いいんちょさんのありゃあブログ

85年生まれ、おうし座。今考えてることと、好きなこと、嫌いなことについて

【映画評】リチャード・ニクソン暗殺を企てた男 ★★★★★

1974年に時のアメリカ大統領、リチャード・ニクソンの暗殺を企て、ハイジャック未遂を犯した上にその場で射殺された男サミュエル・ビック。彼が凶行に至るまでのプロセスを描く作品。

この映画が実際どれほど史実に忠実なのかはわからない。けれど、忠実であるかどうかと関係ないレベルで、不器用な男のドラマとしてグッとくるものがある。
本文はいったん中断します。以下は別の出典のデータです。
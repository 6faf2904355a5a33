//! Admin authentication: argon2 password hashes and cookie-backed sessions.

use actix_web::{
    cookie::{time::Duration as CookieDuration, Cookie, SameSite},
    dev::Payload,
    web, FromRequest, HttpRequest,
};
use argon2::{
    password_hash::{rand_core::OsRng, PasswordHash, PasswordHasher, PasswordVerifier, SaltString},
    Argon2,
};
use futures_util::future::LocalBoxFuture;
use uuid::Uuid;

use crate::database::Database;
use crate::error::ApiError;
use crate::models::AdminPrincipal;

pub const SESSION_COOKIE: &str = "admin_session";

pub fn hash_password(password: &str) -> Result<String, argon2::password_hash::Error> {
    let salt = SaltString::generate(&mut OsRng);
    let hash = Argon2::default().hash_password(password.as_bytes(), &salt)?;
    Ok(hash.to_string())
}

/// Returns false for a wrong password and for a malformed stored hash.
pub fn verify_password(password: &str, password_hash: &str) -> bool {
    match PasswordHash::new(password_hash) {
        Ok(parsed) => Argon2::default()
            .verify_password(password.as_bytes(), &parsed)
            .is_ok(),
        Err(err) => {
            log::warn!("Stored password hash could not be parsed: {err}");
            false
        }
    }
}

pub fn session_cookie(token: Uuid, ttl_hours: i64) -> Cookie<'static> {
    Cookie::build(SESSION_COOKIE, token.to_string())
        .path("/")
        .http_only(true)
        .same_site(SameSite::Lax)
        .max_age(CookieDuration::hours(ttl_hours))
        .finish()
}

pub fn expired_session_cookie() -> Cookie<'static> {
    let mut cookie = Cookie::build(SESSION_COOKIE, "")
        .path("/")
        .http_only(true)
        .same_site(SameSite::Lax)
        .finish();
    cookie.make_removal();
    cookie
}

fn session_token(req: &HttpRequest) -> Option<Uuid> {
    req.cookie(SESSION_COOKIE)
        .and_then(|cookie| Uuid::parse_str(cookie.value()).ok())
}

/// Extractor gating admin-only routes. Rejects with 401 when the cookie is
/// missing, malformed, unknown or expired.
pub struct AdminSession(pub AdminPrincipal);

impl FromRequest for AdminSession {
    type Error = ApiError;
    type Future = LocalBoxFuture<'static, Result<Self, Self::Error>>;

    fn from_request(req: &HttpRequest, _payload: &mut Payload) -> Self::Future {
        let token = session_token(req);
        let db = req.app_data::<web::Data<Database>>().cloned();

        Box::pin(async move {
            let token = token.ok_or_else(|| ApiError::Unauthorized("Login required".into()))?;
            let db = db.ok_or_else(|| ApiError::Internal("Database not configured".into()))?;

            match db.find_session(token).await? {
                Some(principal) => Ok(AdminSession(principal)),
                None => Err(ApiError::Unauthorized("Session expired or invalid".into())),
            }
        })
    }
}

#[cfg(test)]
mod tests {
    use super::*;
    use actix_web::test::TestRequest;

    #[test]
    fn hashes_verify_only_the_original_password() {
        let hash = hash_password("Ha$h3d01").unwrap();
        assert!(hash.starts_with("$argon2"));
        assert!(verify_password("Ha$h3d01", &hash));
        assert!(!verify_password("wrongpassword", &hash));
    }

    #[test]
    fn malformed_hash_never_verifies() {
        assert!(!verify_password("anything", "plain-text-password"));
    }

    #[test]
    fn session_token_is_read_from_cookie() {
        let token = Uuid::new_v4();
        let req = TestRequest::default()
            .cookie(session_cookie(token, 1))
            .to_http_request();
        assert_eq!(session_token(&req), Some(token));

        let req = TestRequest::default()
            .cookie(Cookie::new(SESSION_COOKIE, "not-a-uuid"))
            .to_http_request();
        assert_eq!(session_token(&req), None);
    }

    #[test]
    fn removal_cookie_expires_immediately() {
        let cookie = expired_session_cookie();
        assert_eq!(cookie.name(), SESSION_COOKIE);
        assert_eq!(cookie.value(), "");
        assert_eq!(cookie.max_age(), Some(CookieDuration::ZERO));
    }
}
サミュエル(ショーン・ペン)は家具のセールスマンだが、思うように商品を売ることができない。彼がセールスマンとして出てくる最初のシーンで、多くの観客は「ああ、これアカン奴や」と勘付くことだろう。根本的に人とのコミュニケーションが苦手な男なのだ。
別居中の妻とのちぐはぐなやりとりも痛々しい。どう考えても復縁は絶望的なのに、サムだけはなんとか彼女と子供達と家族をやり直せる信じている。そしてしつこく付きまとうが故に、ますます妻の気持ちは離れていく。
そんな彼も、親友のボニー(ドン・チードル)とビジネスを起こして一山当てようともくろむ。しかし嬉々としてビジネスプランを語る彼を、融資を審査する係の男は唖然としながら眺めている。

そう、本作の肝となるのは、主人公サムと外界の世界の絶望的なまでのすれ違いだ。いや、すれ違いと書くと、まだサムの側に言い分があるように思われるが、ちがう。徹頭徹尾サムの一人相撲なのだ。
彼は「社会が悪い!社会を変えなければいけない!」と喚き立てる。けれどそれは、悲しいまでに見当外れな認識なのである。


自分の思い通りにならない世界にいかに折り合いをつけるか。それはボニーが手本になる。整備工の彼は、車の修理が不十分だと怒鳴り込んでくる客に丁寧に対応しながらも、サムを振り返り白い歯でニカっと笑いかける。
サムには彼のような面従腹背ができない。客を騙すのは不誠実だという彼は、その「誠実さ」だけが唯一の取り柄だ。けれど、終盤発覚するある事実で、そんな自分の信念すら守れないほど彼が弱い人間であるということも、発覚してしまう。本当にダメな人間なのだ。


会社を解雇され、復縁もアウト。さらに期待していた融資の望みさえ絶たれ、追いつめられた彼の目に映ったのは、毎晩ニュース番組で顔を合わせる男、リチャード・ニクソンその人だった。

タイトルでデカデカと謡われているとおり、この映画でニクソン大統領は重要な位置を占め、全編にわたり実際の彼が映るニュース映像が使われている。
けれど、サムがニクソンに出会うことはない。サムにとって彼は、テレビというマスメディアを通してしか接することのできない虚像だ。主人公がいつまで立っても核心に触れることができないカフカ『城』と同じように、サムがニクソンという「空虚な中心」の周りを当てもなくさまよっている様は、悲しいユーモア以外の何者でもない。


国家や権力などの「大きな物語」と、「私」や家族、地域社会などの「小さな物語」が短絡的に繋がる物語コンテンツを、「セカイ系」と呼ばれる。この映画は、その「セカイ系」のグロテスクな奇形児だ。
サムの「小さな物語」の不調の原因を「大きな物語」に求める。だが、彼の「小さな物語」はほとんどどこからも「大きな物語」に接続しない。彼の「小さな物語」が不調をきたしているとすれば、彼自身に問題があるのだ。
けれど、彼はそれを認めようとしない。認めることができないのだ。
そんな彼の「俺は正しいのに社会がそれを分かってくれない」という悲しいまでに間違った独善性には、間違っているとわかっていながらも胸を打たれてしまう。アメリカ映画は本当にこういうのが上手くて、筆頭には『タクシー・ドライバー』があるだろうし、ぼくの好きな『キング・オブ・コメディ』もその系譜に入るだろう(2作ともスコテッシ作だ)。